自動運転への関心が高まってきている昨今、各自動車メーカーも商品化に向けて精力的に開発を進めている。
ドライバーを支援する、運転を支援する装置もいろいろ開発されているが、マツダが発表した「CО-PILОT CОNCEPT」について、松田秀士氏が実際に試乗して解説する。
【2021年を振り返る】未来のためにあえて問う 東京2020選手村 自動運転バスの接触事故はなぜ起こったのか
●CO-PILOT CONCEPTの理念
・ドライバーを選ばない
・特別な操作が不要
・一般道でも作動
※CO-PILOT CONCEPTはこの要素のどれかひとつが欠けても成立しない
※本稿は2021年11月のものです
文/松田秀士、写真/MAZDA ほか
初出:『ベストカー』2021年12月26日号
[gallink]
■運転中に体調急変で重大事故を引き起こすケースが増加中
マツダは2022年デビューのラージ商品群にCO-PILOT CONCEPT 1.0を搭載し、2025年を目処にさらに進化させた2.0を登場させる
ボクは昨年『安全運転寿命を延ばすレッスン』という本を執筆出版した。

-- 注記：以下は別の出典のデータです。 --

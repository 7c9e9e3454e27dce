//! Network host for the server main context.

use crate::settings::ServerSettings;
use crate::ComputerServer;
use anyhow::{Context, Result};
use ccnet_net::{
    accept_link, main_context, Dispatcher, EnvelopeCodec, LinkConfig, Outbound, PeerId,
    ProtocolRegistries, ServerEndpoint, ServerboundMessage,
};
use std::net::SocketAddr;
use tokio::time::MissedTickBehavior;
use tracing::{debug, info, instrument, warn};

/// Accepts client connections and links them to a dispatcher.
pub struct ServerHost {
    endpoint: ServerEndpoint,
    schema_hash: u64,
    link: LinkConfig,
}

impl ServerHost {
    /// Bind the server endpoint.
    pub fn bind(addr: SocketAddr, registries: &ProtocolRegistries, link: LinkConfig) -> Result<Self> {
        let endpoint = ServerEndpoint::bind(addr, &link).context("Failed to bind server endpoint")?;
        Ok(Self {
            endpoint,
            schema_hash: registries.schema_hash(),
            link,
        })
    }

    /// Address the endpoint is bound to.
    pub fn local_addr(&self) -> SocketAddr {
        self.endpoint.local_addr()
    }

    /// Accept connections until the endpoint is closed.
    ///
    /// Each connection gets a fresh [`PeerId`] and its own link tasks; a
    /// failed hello only affects that connection.
    pub async fn serve(&self, dispatcher: Dispatcher<ServerboundMessage>) -> Result<()> {
        let mut next_peer = 1u64;
        while let Some(incoming) = self.endpoint.accept().await {
            let peer = PeerId(next_peer);
            next_peer += 1;

            let remote = incoming.remote_address();
            info!(%peer, %remote, "New connection");

            let dispatcher = dispatcher.clone();
            let link = self.link.clone();
            let schema_hash = self.schema_hash;
            tokio::spawn(async move {
                let connection = match incoming.await {
                    Ok(connection) => connection,
                    Err(e) => {
                        warn!("Failed to establish connection from {}: {}", remote, e);
                        return;
                    }
                };
                if let Err(e) = accept_link(connection, peer, schema_hash, dispatcher, &link).await {
                    warn!(%peer, "Link setup failed: {:#}", e);
                }
            });
        }
        debug!("Endpoint closed, no longer accepting");
        Ok(())
    }

    /// Stop accepting connections and close the existing ones.
    pub fn close(&self) {
        self.endpoint.close();
    }
}

/// Run a server until Ctrl-C.
///
/// Builds the message tables, binds the endpoint and drives the main context
/// at `settings.tick_rate`.
#[instrument(skip_all, fields(bind = %settings.bind))]
pub async fn run_server(settings: ServerSettings, link: LinkConfig) -> Result<()> {
    let registries = ProtocolRegistries::standard().context("Invalid message table")?;
    let host = ServerHost::bind(settings.bind, &registries, link)?;
    info!(addr = %host.local_addr(), "Server listening");

    let (dispatcher, mut executor) =
        main_context(EnvelopeCodec::new(registries.serverbound.clone()));
    let outbound = Outbound::new(EnvelopeCodec::new(registries.clientbound.clone()));
    let mut server = ComputerServer::from_settings(outbound, &settings);

    let mut ticker = tokio::time::interval(settings.tick_interval());
    ticker.set_missed_tick_behavior(MissedTickBehavior::Skip);

    let serve = host.serve(dispatcher);
    tokio::pin!(serve);

    loop {
        tokio::select! {
            _ = ticker.tick() => {
                let ran = executor.run_pending(&mut server);
                if ran > 0 {
                    debug!(tasks = ran, peers = server.peers().len(), "Tick");
                }
            }
            result = &mut serve => {
                result?;
                break;
            }
            _ = tokio::signal::ctrl_c() => {
                info!("Shutting down");
                break;
            }
        }
    }

    host.close();
    executor.close();
    executor.run_pending(&mut server);
    info!(tasks = executor.executed(), "Server stopped");
    Ok(())
}
//! A server and a client talking over a real QUIC link on localhost.

use ccnet_client::{ClientHost, ComputerClient};
use ccnet_core::{ComputerFamily, ComputerState};
use ccnet_net::protocol::{ComputerAction, EventArg, MenuMode, PowerAction, QueueEvent};
use ccnet_net::{
    main_context, ClientboundMessage, EnvelopeCodec, LinkConfig, MainExecutor, Outbound, PeerId,
    ProtocolRegistries, ServerboundMessage,
};
use ccnet_server::{ComputerServer, ServerHost};
use std::net::{Ipv4Addr, SocketAddr};
use std::sync::Arc;
use std::time::Duration;

const TIMEOUT: Duration = Duration::from_secs(10);

/// Both main contexts, driven by the test instead of tick loops.
struct World {
    server_executor: MainExecutor<ServerboundMessage>,
    server: ComputerServer,
    client_executor: MainExecutor<ClientboundMessage>,
    client: ComputerClient,
}

impl World {
    /// Run both contexts until `done` holds, panicking after [`TIMEOUT`].
    async fn settle(&mut self, what: &str, done: impl Fn(&ComputerServer, &ComputerClient) -> bool) {
        let deadline = tokio::time::Instant::now() + TIMEOUT;
        loop {
            self.server_executor.run_pending(&mut self.server);
            self.client_executor.run_pending(&mut self.client);
            if done(&self.server, &self.client) {
                return;
            }
            assert!(
                tokio::time::Instant::now() < deadline,
                "timed out waiting for {what}"
            );
            tokio::time::sleep(Duration::from_millis(10)).await;
        }
    }
}

#[tokio::test]
async fn terminal_session_over_quic() {
    ccnet_testkit::init_tracing();
    let registries = ProtocolRegistries::standard().unwrap();
    let link = LinkConfig::default();

    let host = Arc::new(
        ServerHost::bind(
            SocketAddr::from((Ipv4Addr::LOCALHOST, 0)),
            &registries,
            link.clone(),
        )
        .unwrap(),
    );
    let (server_dispatcher, server_executor) =
        main_context(EnvelopeCodec::new(registries.serverbound.clone()));
    let serving = tokio::spawn({
        let host = host.clone();
        async move { host.serve(server_dispatcher).await }
    });

    let (client_dispatcher, client_executor) =
        main_context(EnvelopeCodec::new(registries.clientbound.clone()));
    let client_host = ClientHost::connect(host.local_addr(), &registries, &link, client_dispatcher)
        .await
        .unwrap();

    let mut world = World {
        server_executor,
        server: ComputerServer::new(
            Outbound::new(EnvelopeCodec::new(registries.clientbound.clone())),
            8,
        ),
        client_executor,
        client: ComputerClient::new(Outbound::new(EnvelopeCodec::new(
            registries.serverbound.clone(),
        ))),
    };
    let peer = PeerId(1);

    world
        .settle("both sides to see the link", |server, client| {
            server.peers().contains(peer) && client.is_connected()
        })
        .await;

    assert!(world
        .server
        .add_computer(5, ComputerFamily::Advanced, Some("desk".into())));
    assert!(world.server.computer_mut(5).unwrap().turn_on());
    assert!(world.server.open_menu(peer, 5, MenuMode::Terminal));

    // Opening the menu makes the client ask for the computer's state.
    world
        .settle("computer state on the client", |_, client| {
            client
                .computer(5)
                .is_some_and(|c| c.state == ComputerState::On)
        })
        .await;
    assert_eq!(world.client.menu().map(|m| m.instance_id), Some(5));

    assert!(world.client.send(QueueEvent {
        instance_id: 5,
        event: "paste".into(),
        args: vec![EventArg::String("hello".into())],
    }));
    world
        .settle("queued event on the server", |server, _| {
            server
                .computer(5)
                .is_some_and(|c| c.pending_events().any(|e| e.name == "paste"))
        })
        .await;

    assert!(world.client.send(ComputerAction {
        instance_id: 5,
        action: PowerAction::Shutdown,
    }));
    world
        .settle("shutdown to reach the client", |_, client| {
            client
                .computer(5)
                .is_some_and(|c| c.state == ComputerState::Off)
        })
        .await;

    client_host.close();
    world
        .settle("the server to drop the peer", |server, _| {
            !server.peers().contains(peer) && server.session(peer).is_none()
        })
        .await;

    host.close();
    serving.await.unwrap().unwrap();
}

#[tokio::test]
async fn mismatched_tables_are_refused() {
    ccnet_testkit::init_tracing();
    let registries = ProtocolRegistries::standard().unwrap();
    let link = LinkConfig::default();

    let host = Arc::new(
        ServerHost::bind(
            SocketAddr::from((Ipv4Addr::LOCALHOST, 0)),
            &registries,
            link.clone(),
        )
        .unwrap(),
    );
    let (server_dispatcher, mut server_executor) =
        main_context(EnvelopeCodec::new(registries.serverbound.clone()));
    let serving = tokio::spawn({
        let host = host.clone();
        async move { host.serve(server_dispatcher).await }
    });

    let endpoint = ccnet_net::ClientEndpoint::new(&link).unwrap();
    let connection = endpoint.connect(host.local_addr()).await.unwrap();
    let (client_dispatcher, _client_executor) =
        main_context(EnvelopeCodec::new(registries.clientbound.clone()));
    let result = ccnet_net::connect_link(
        connection,
        PeerId(0),
        registries.schema_hash() ^ 1,
        client_dispatcher,
        &link,
    )
    .await;
    assert!(result.is_err());

    // The refused connection never reaches the server's main context.
    tokio::time::sleep(Duration::from_millis(100)).await;
    let mut recorder = ccnet_testkit::RecordingHandler::<ServerboundMessage>::new();
    server_executor.run_pending(&mut recorder);
    assert!(recorder.connected().is_empty());

    host.close();
    serving.await.unwrap().unwrap();
}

これまでにも中高齢者を対象とした講演や安全運転実習を行っています。
実はある安全運転実習の時、高齢のご夫婦から質問を受けた。質問は助手席に座った奥様からだった。
「主人は血圧が高いのです。運転中もし主人に発作が起きて意識を失ったら、私はどうすればよいでしょうか?」運転ができない奥様は、自分にできることはあるのかを聞いてきたのだった。
幸いご夫婦の自家用車は電動式のパーキングブレーキだったので、このボタンを引けばクルマは止まりますよ、と教えてあげたところ、ご夫婦はとても安心した様子だった(止まらないクルマもある)。

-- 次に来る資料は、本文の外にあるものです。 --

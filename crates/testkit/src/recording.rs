//! A main-context handler that only records.

use ccnet_net::{MainThreadHandler, Message, PeerHandle, PeerId};

/// One task observed on the main context.
#[derive(Debug, Clone, PartialEq)]
pub enum Recorded<M> {
    /// A message was handled.
    Message(PeerId, M),
    /// A peer joined.
    Joined(PeerId),
    /// A peer left.
    Left(PeerId),
}

/// Handler that records every task in execution order.
#[derive(Debug)]
pub struct RecordingHandler<M> {
    log: Vec<Recorded<M>>,
    peers: Vec<PeerHandle>,
}

impl<M> Default for RecordingHandler<M> {
    fn default() -> Self {
        Self {
            log: Vec::new(),
            peers: Vec::new(),
        }
    }
}

impl<M: Message> RecordingHandler<M> {
    /// Create an empty recorder.
    pub fn new() -> Self {
        Self::default()
    }

    /// Everything recorded so far.
    pub fn log(&self) -> &[Recorded<M>] {
        &self.log
    }

    /// Handled messages with their origin.
    pub fn messages(&self) -> impl Iterator<Item = (PeerId, &M)> + '_ {
        self.log.iter().filter_map(|entry| match entry {
            Recorded::Message(origin, message) => Some((*origin, message)),
            _ => None,
        })
    }

    /// Number of handled messages.
    pub fn message_count(&self) -> usize {
        self.messages().count()
    }

    /// Handles of peers that joined and have not left.
    pub fn connected(&self) -> &[PeerHandle] {
        &self.peers
    }
}

impl<M: Message> MainThreadHandler<M> for RecordingHandler<M> {
    fn handle(&mut self, origin: PeerId, message: M) {
        self.log.push(Recorded::Message(origin, message));
    }

    fn peer_joined(&mut self, peer: PeerHandle) {
        self.log.push(Recorded::Joined(peer.id()));
        self.peers.push(peer);
    }

    fn peer_left(&mut self, peer: PeerId) {
        self.log.push(Recorded::Left(peer));
        self.peers.retain(|handle| handle.id() != peer);
    }
}
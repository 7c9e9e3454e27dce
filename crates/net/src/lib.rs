#![warn(missing_docs)]
//! Message dispatch over the `computercraft:main` channel.
//!
//! A closed message set per direction, a sealed id registry, the envelope
//! codec, the hand-off onto the main execution context, and the four
//! addressing strategies for outbound traffic. `transport` and `link` carry
//! envelopes over QUIC.

pub mod codec;
pub mod delivery;
pub mod dispatch;
pub mod error;
pub mod link;
pub mod message;
pub mod peer;
pub mod protocol;
pub mod registry;
mod transport;

pub use codec::{Envelope, EnvelopeCodec};
pub use delivery::{
    broadcast_all, broadcast_radius, broadcast_tracking, send_to, DeliveryReport, Outbound,
};
pub use dispatch::{main_context, Dispatcher, MainExecutor, MainTask, MainThreadHandler};
pub use error::{
    DispatchUnavailable, EncodeError, MalformedMessage, PeerDisconnected, ReceiveError,
    SetupError,
};
pub use link::{accept_link, connect_link, LinkConfig, LINK_MAGIC};
pub use message::{decode_as, DecodeFn, Message, MessageKind, Role};
pub use peer::{OutboundStream, PeerDirectory, PeerHandle, PeerId, PeerLocation, PeerTable};
pub use protocol::{ClientboundMessage, ProtocolRegistries, ServerboundMessage};
pub use registry::{MessageRegistry, RegistryBuilder};
pub use transport::{ClientEndpoint, ServerEndpoint, ALPN};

しかし、もしご主人がひとりで運転中に発作を起こしたら、いったい誰がクルマを停止させるのか? 答えはしたものの、その後ボクは複雑な気持ちになったものだ。
ちなみに発作・急病に起因する交通事故件数は増加傾向にあり、2018年には269件も発生。さらに注目なのはこのうち95.8%が60km/h以下で発生していることだ。

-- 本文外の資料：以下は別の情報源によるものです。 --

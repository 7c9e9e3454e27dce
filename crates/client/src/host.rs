//! Connection to a server and the client tick loop.

use crate::ComputerClient;
use anyhow::{Context, Result};
use ccnet_net::{
    connect_link, main_context, ClientEndpoint, ClientboundMessage, Dispatcher, EnvelopeCodec,
    LinkConfig, Outbound, PeerHandle, PeerId, ProtocolRegistries,
};
use serde::{Deserialize, Serialize};
use std::net::{Ipv4Addr, SocketAddr};
use std::time::Duration;
use tokio::time::MissedTickBehavior;
use tracing::{info, instrument};

/// Peer id under which the server appears in the client's main context.
pub const SERVER_PEER: PeerId = PeerId(0);

/// The `[client]` config section.
#[derive(Debug, Clone, PartialEq, Eq, Serialize, Deserialize)]
#[serde(default)]
pub struct ClientSettings {
    /// Server to connect to.
    pub server: SocketAddr,
    /// Main-context ticks per second.
    pub tick_rate: u32,
}

impl Default for ClientSettings {
    fn default() -> Self {
        Self {
            server: SocketAddr::from((Ipv4Addr::LOCALHOST, 25600)),
            tick_rate: 20,
        }
    }
}

impl ClientSettings {
    /// Time between main-context ticks.
    pub fn tick_interval(&self) -> Duration {
        Duration::from_secs(1) / self.tick_rate.max(1)
    }
}

/// A linked connection to a server.
pub struct ClientHost {
    endpoint: ClientEndpoint,
    connection: quinn::Connection,
    server: PeerHandle,
}

impl ClientHost {
    /// Connect and complete the hello.
    ///
    /// Messages from the server are handed to `dispatcher`; the server joins
    /// the client's main context as [`SERVER_PEER`].
    #[instrument(skip(registries, link, dispatcher))]
    pub async fn connect(
        server: SocketAddr,
        registries: &ProtocolRegistries,
        link: &LinkConfig,
        dispatcher: Dispatcher<ClientboundMessage>,
    ) -> Result<Self> {
        let endpoint = ClientEndpoint::new(link).context("Failed to create client endpoint")?;
        let connection = endpoint
            .connect(server)
            .await
            .context("Failed to connect to server")?;
        let handle = connect_link(
            connection.clone(),
            SERVER_PEER,
            registries.schema_hash(),
            dispatcher,
            link,
        )
        .await
        .context("Link setup failed")?;

        Ok(Self {
            endpoint,
            connection,
            server: handle,
        })
    }

    /// Sending handle to the server.
    pub fn server(&self) -> &PeerHandle {
        &self.server
    }

    /// Wait until the connection is closed by either side.
    pub async fn closed(&self) -> quinn::ConnectionError {
        self.connection.closed().await
    }

    /// Close the connection.
    pub fn close(&self) {
        self.connection.close(0u32.into(), b"Client disconnecting");
        self.endpoint.close();
    }
}

/// Connect to a server and run the client main context until Ctrl-C or
/// disconnect.
pub async fn run_client(settings: ClientSettings, link: LinkConfig) -> Result<()> {
    let registries = ProtocolRegistries::standard().context("Invalid message table")?;
    let (dispatcher, mut executor) =
        main_context(EnvelopeCodec::new(registries.clientbound.clone()));
    let mut client =
        ComputerClient::new(Outbound::new(EnvelopeCodec::new(registries.serverbound.clone())));

    let host = ClientHost::connect(settings.server, &registries, &link, dispatcher).await?;
    info!(server = %settings.server, "Client running");

    let mut ticker = tokio::time::interval(settings.tick_interval());
    ticker.set_missed_tick_behavior(MissedTickBehavior::Skip);

    loop {
        tokio::select! {
            _ = ticker.tick() => {
                executor.run_pending(&mut client);
            }
            reason = host.closed() => {
                info!("Connection closed: {}", reason);
                break;
            }
            _ = tokio::signal::ctrl_c() => {
                host.close();
                break;
            }
        }
    }

    // Drain whatever arrived before the link went down.
    executor.close();
    executor.run_pending(&mut client);
    host.endpoint.wait_idle().await;
    Ok(())
}

#[cfg(test)]
mod tests {
    use super::*;

    #[test]
    fn default_settings_point_at_local_server() {
        let settings = ClientSettings::default();
        assert_eq!(settings.server.port(), 25600);
        assert_eq!(settings.tick_interval(), Duration::from_millis(50));
    }
}
use anyhow::{Context, Result};
use ccnet_client::ClientSettings;
use ccnet_net::LinkConfig;
use ccnet_server::ServerSettings;
use serde::{Deserialize, Serialize};
use std::{fs, io, path::Path};

pub const DEFAULT_CONFIG_PATH: &str = "ccnet.toml";

/// Contents of `ccnet.toml`. Every section is optional.
#[derive(Debug, Clone, Default, PartialEq, Eq, Deserialize, Serialize)]
#[serde(default)]
pub struct AppConfig {
    pub server: ServerSettings,
    pub client: ClientSettings,
    pub link: LinkConfig,
    pub log: LogConfig,
}

#[derive(Debug, Clone, Default, PartialEq, Eq, Deserialize, Serialize)]
#[serde(default)]
pub struct LogConfig {
    /// `EnvFilter` directives, used when `RUST_LOG` is unset.
    pub filter: Option<String>,
}

impl AppConfig {
    /// Read and parse a config file. `Ok(None)` when the file does not exist.
    pub fn read(path: &Path) -> Result<Option<Self>> {
        let contents = match fs::read_to_string(path) {
            Ok(contents) => contents,
            Err(err) if err.kind() == io::ErrorKind::NotFound => return Ok(None),
            Err(err) => {
                return Err(err).with_context(|| format!("Failed to read {}", path.display()))
            }
        };
        let config = toml::from_str(&contents)
            .with_context(|| format!("Failed to parse {}", path.display()))?;
        Ok(Some(config))
    }
}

つまり一般道で多く発生しているということ。したがって歩行者を巻き込むなど、混在する交通の中での重大事故に繋がりかねない。
そこでマツダは先進安全技術のCО-PILОT CОNCEPTを提案している。CО-PILОTとは航空機でいう副操縦士のこと。つまり副操縦士としてクルマがあなたに代わって運転を行おうというものなのだ。
ということは自動運転? と考えがちだが、マツダは自動運転よりも事故を起こさないクルマ造りを目指している。
もともと、ドライバーが自らの意思で運転し自由に移動する「走る喜び」を体験することで、人間の能力を最大限に引き出そう、という考え方がマツダにはあるからだ。
しかし、事故による悲しい思いをしないようにするためには何をすればいいのか?
まず第1に視界視認性、ドライビングポジション、衝突安全技術などの基本安全技術の確立。第2に事故の原因となる眠気などを検知してドライバーに知らせ休憩を促すi-ACTIVSENSEによる先進安全技術。ここまではすでに現行車に投入ずみ。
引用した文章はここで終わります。